I am having some problem in Handling bad records and files(CSV). Here is my CSV file
+------+---+---+----+
| Name| ID|int|int2|
+------+---+---+----+
| Sohel| 1| 4| 33|
| Sohel| 2| 5| 56|
| Sohel| 3| 6| 576|
| Sohel| a| 7| 567|
|Sohel2| c| 7| 567|
+------+---+---+----+
I am reading this file with predefine schema
schema = StructType([
StructField("Name",StringType(),True),
StructField("ID",IntegerType(),True),
StructField("int",IntegerType(),True),
StructField("int2",IntegerType(),True),
StructField("_corrupt_record", StringType(),True)
])
df = spark.read.csv('dbfs:/tmp/test_file/test_csv.csv', header=True, schema=schema,
columnNameOfCorruptRecord='_corrupt_record')
And the result is
+------+----+---+----+---------------+
| Name| ID|int|int2|_corrupt_record|
+------+----+---+----+---------------+
| Sohel| 1| 4| 33| null|
| Sohel| 2| 5| 56| null|
| Sohel| 3| 6| 576| null|
| Sohel|null| 7| 567| Sohel,a,7,567|
|Sohel2|null| 7| 567| Sohel2,c,7,567|
+------+----+---+----+---------------+
its give me the result as I expected, But the problem start from here I just want to access those "_corrupt_record " and make a new df.
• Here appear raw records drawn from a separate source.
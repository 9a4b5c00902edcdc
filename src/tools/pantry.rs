//! Pantry orchestration
//!
//! Wraps the in-memory `InventoryStore` with write-through SQLite persistence.
//! Every mutation reloads the store inside one write transaction, so other
//! processes on the same database file (the `sweep_expired` job) are seen.
//! The new store replaces the live one only after the transaction commits.

use chrono::NaiveDateTime;
use rusqlite::Connection;
use serde::Serialize;
use thiserror::Error;
use tracing::{info, warn};

use crate::db::{Database, DbError, DbResult};
use crate::inventory::{
    days_left, expiration_label, ConsumptionResult, InventoryError, InventoryStore, ScoringPolicy,
    Urgency,
};
use crate::models::{
    CustomRecipe, CustomRecipeCreate, FoodItem, FoodItemCreate, FoodItemUpdate, HistoryEvent,
    PantryState,
};
use crate::recipes::RecipeError;

#[derive(Error, Debug)]
pub enum PantryError {
    #[error(transparent)]
    Inventory(#[from] InventoryError),

    #[error("Database error: {0}")]
    Db(#[from] DbError),

    #[error("Recipe search error: {0}")]
    Recipe(#[from] RecipeError),

    #[error("Pantry state is unavailable: {0}")]
    Lock(String),
}

impl PantryError {
    /// Caller mistakes as opposed to server-side failures
    pub fn is_invalid_request(&self) -> bool {
        matches!(self, PantryError::Inventory(_))
    }
}

pub type PantryResult<T> = Result<T, PantryError>;

/// An item together with its derived expiry fields
#[derive(Debug, Clone, Serialize)]
pub struct FoodItemView {
    #[serde(flatten)]
    pub item: FoodItem,
    pub days_left: i64,
    pub urgency: Urgency,
    pub expiration_label: String,
}

impl FoodItemView {
    pub fn new(item: FoodItem, today: chrono::NaiveDate) -> Self {
        let days = days_left(item.expiration_date, today);
        Self {
            item,
            days_left: days,
            urgency: crate::inventory::classify(days),
            expiration_label: expiration_label(days),
        }
    }
}

#[derive(Debug, Serialize)]
pub struct AddFoodItemResponse {
    pub item: FoodItemView,
    pub points_awarded: u64,
    pub score: u64,
}

#[derive(Debug, Serialize)]
pub struct ConsumeFoodItemResponse {
    #[serde(flatten)]
    pub result: ConsumptionResult,
    pub removed: bool,
    pub score: u64,
}

#[derive(Debug, Serialize)]
pub struct SweepExpiredResponse {
    pub events: Vec<HistoryEvent>,
    pub items_wasted: usize,
    pub total_value: f64,
}

#[derive(Debug, Serialize)]
pub struct SaveCustomRecipeResponse {
    pub recipe: CustomRecipe,
    pub points_awarded: u64,
    pub score: u64,
}

fn validate_custom_recipe(data: &CustomRecipeCreate) -> Result<(), InventoryError> {
    if data.name.trim().is_empty() {
        return Err(InventoryError::validation("Recipe name is required"));
    }
    if !data.ingredients.iter().any(|i| !i.name.trim().is_empty()) {
        return Err(InventoryError::validation(
            "Recipe needs at least one ingredient",
        ));
    }
    Ok(())
}

fn read_store(conn: &Connection, policy: ScoringPolicy) -> DbResult<InventoryStore> {
    let items = FoodItem::list_all(conn)?;
    let events = HistoryEvent::list_all(conn)?;
    let state = PantryState::load(conn)?.unwrap_or_default();
    Ok(InventoryStore::from_parts(items, events, state, policy))
}

/// The live pantry: in-memory store plus its database
pub struct Pantry {
    db: Database,
    store: InventoryStore,
}

impl Pantry {
    /// Load items, history and counters from the database
    pub fn load(db: Database, policy: ScoringPolicy) -> PantryResult<Self> {
        let store = db.with_conn(|conn| read_store(conn, policy))?;

        info!(
            items = store.len(),
            events = store.ledger().len(),
            score = store.progress().score,
            policy = policy.as_str(),
            "Loaded pantry"
        );
        Ok(Self { db, store })
    }

    /// Reload from the database, picking up writes made by other processes
    pub fn refresh(&mut self) -> PantryResult<()> {
        let policy = self.store.policy();
        self.store = self.db.with_conn(|conn| read_store(conn, policy))?;
        Ok(())
    }

    pub fn store(&self) -> &InventoryStore {
        &self.store
    }

    pub fn database(&self) -> &Database {
        &self.db
    }

    /// Reload the store inside a write transaction, apply `mutate`, persist
    /// through `persist`, then swap the new store in. On any error the live
    /// store and the database are left untouched.
    fn commit<T, R, M, P>(&mut self, mutate: M, persist: P) -> PantryResult<R>
    where
        M: FnOnce(&mut InventoryStore) -> Result<T, InventoryError>,
        P: FnOnce(&Connection, T) -> DbResult<R>,
    {
        let policy = self.store.policy();
        let outcome = self.db.with_transaction(|tx| -> PantryResult<(InventoryStore, R)> {
            let mut next = read_store(tx, policy)?;
            let change = mutate(&mut next)?;
            let result = persist(tx, change)?;
            PantryState::save(tx, &next.state())?;
            Ok((next, result))
        });

        match outcome {
            Ok((next, result)) => {
                self.store = next;
                Ok(result)
            }
            Err(e) => {
                if !e.is_invalid_request() {
                    warn!(error = %e, "Persisting pantry change failed; change discarded");
                }
                Err(e)
            }
        }
    }

    pub fn add_item(&mut self, data: FoodItemCreate, at: NaiveDateTime) -> PantryResult<AddFoodItemResponse> {
        let item = self.commit(
            |store| store.add(data, at),
            |conn, item| {
                FoodItem::insert(conn, &item)?;
                Ok(item)
            },
        )?;

        let score = self.store.progress().score;
        info!(id = item.id, name = %item.name, "Added food item");
        Ok(AddFoodItemResponse {
            item: FoodItemView::new(item, at.date()),
            points_awarded: self.store.policy().score_for_addition(),
            score,
        })
    }

    pub fn edit_item(
        &mut self,
        id: i64,
        patch: &FoodItemUpdate,
        at: NaiveDateTime,
    ) -> PantryResult<FoodItemView> {
        let item = self.commit(
            |store| store.edit(id, patch, at),
            |conn, item| {
                FoodItem::save(conn, &item)?;
                Ok(item)
            },
        )?;
        info!(id, "Updated food item");
        Ok(FoodItemView::new(item, at.date()))
    }

    pub fn remove_item(&mut self, id: i64) -> PantryResult<FoodItem> {
        let item = self.commit(
            |store| store.remove(id),
            |conn, item| {
                FoodItem::delete(conn, item.id)?;
                Ok(item)
            },
        )?;
        info!(id, name = %item.name, "Removed food item");
        Ok(item)
    }

    pub fn consume_item(
        &mut self,
        id: i64,
        quantity: Option<f64>,
        at: NaiveDateTime,
    ) -> PantryResult<ConsumeFoodItemResponse> {
        let result = self.commit(
            |store| store.consume(id, quantity, at),
            |conn, result| {
                match &result.item {
                    Some(item) => {
                        FoodItem::save(conn, item)?;
                    }
                    None => {
                        FoodItem::delete(conn, id)?;
                    }
                }
                HistoryEvent::insert(conn, &result.event)?;
                Ok(result)
            },
        )?;

        info!(
            id,
            used = result.event.quantity,
            value = result.event.value,
            points = result.points_awarded,
            "Consumed food item"
        );
        Ok(ConsumeFoodItemResponse {
            removed: result.item.is_none(),
            score: self.store.progress().score,
            result,
        })
    }

    pub fn mark_expired(&mut self, id: i64, at: NaiveDateTime) -> PantryResult<HistoryEvent> {
        let event = self.commit(
            |store| store.mark_expired_as_waste(id, at),
            |conn, event| {
                FoodItem::delete(conn, event.item_id)?;
                HistoryEvent::insert(conn, &event)?;
                Ok(event)
            },
        )?;
        info!(id, value = event.value, "Recorded expired item as waste");
        Ok(event)
    }

    pub fn sweep_expired(&mut self, at: NaiveDateTime) -> PantryResult<SweepExpiredResponse> {
        let events = self.commit(
            |store| Ok(store.sweep_expired(at)),
            |conn, events| {
                for event in &events {
                    FoodItem::delete(conn, event.item_id)?;
                    HistoryEvent::insert(conn, event)?;
                }
                Ok(events)
            },
        )?;

        let total_value: f64 = events.iter().map(|e| e.value).sum();
        info!(count = events.len(), total_value, "Swept expired items");
        Ok(SweepExpiredResponse {
            items_wasted: events.len(),
            total_value,
            events,
        })
    }

    pub fn save_custom_recipe(
        &mut self,
        data: &CustomRecipeCreate,
        at: NaiveDateTime,
    ) -> PantryResult<SaveCustomRecipeResponse> {
        validate_custom_recipe(data)?;

        let (recipe, points) = self.commit(
            |store| Ok(store.award_custom_recipe()),
            |conn, points| Ok((CustomRecipe::create(conn, data, at)?, points)),
        )?;

        info!(id = recipe.id, name = %recipe.name, "Saved custom recipe");
        Ok(SaveCustomRecipeResponse {
            recipe,
            points_awarded: points,
            score: self.store.progress().score,
        })
    }

    pub fn list_custom_recipes(&self) -> PantryResult<Vec<CustomRecipe>> {
        Ok(self.db.with_conn(CustomRecipe::list)?)
    }
}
I did filter in df for just "_corrupt_record" but its seems like original CSV file did not have "_corrupt_record" column thats why its giving me error.
badRows = df.filter("_corrupt_record is Not Null").show()
error massage
Error while reading file dbfs:/tmp/test_file/test_csv.csv.
Caused by: java.lang.IllegalArgumentException: _corrupt_record does not exist. Available: Name, ID, int, int2
I am flowing Databricks document, https://docs.databricks.com/data/data-sources/read-csv.html#read-files ,But they also had same error then why they even add it on document!!
All I just want to access " _corrupt_record" column and make new DF. Any help or suggestion will be thankful.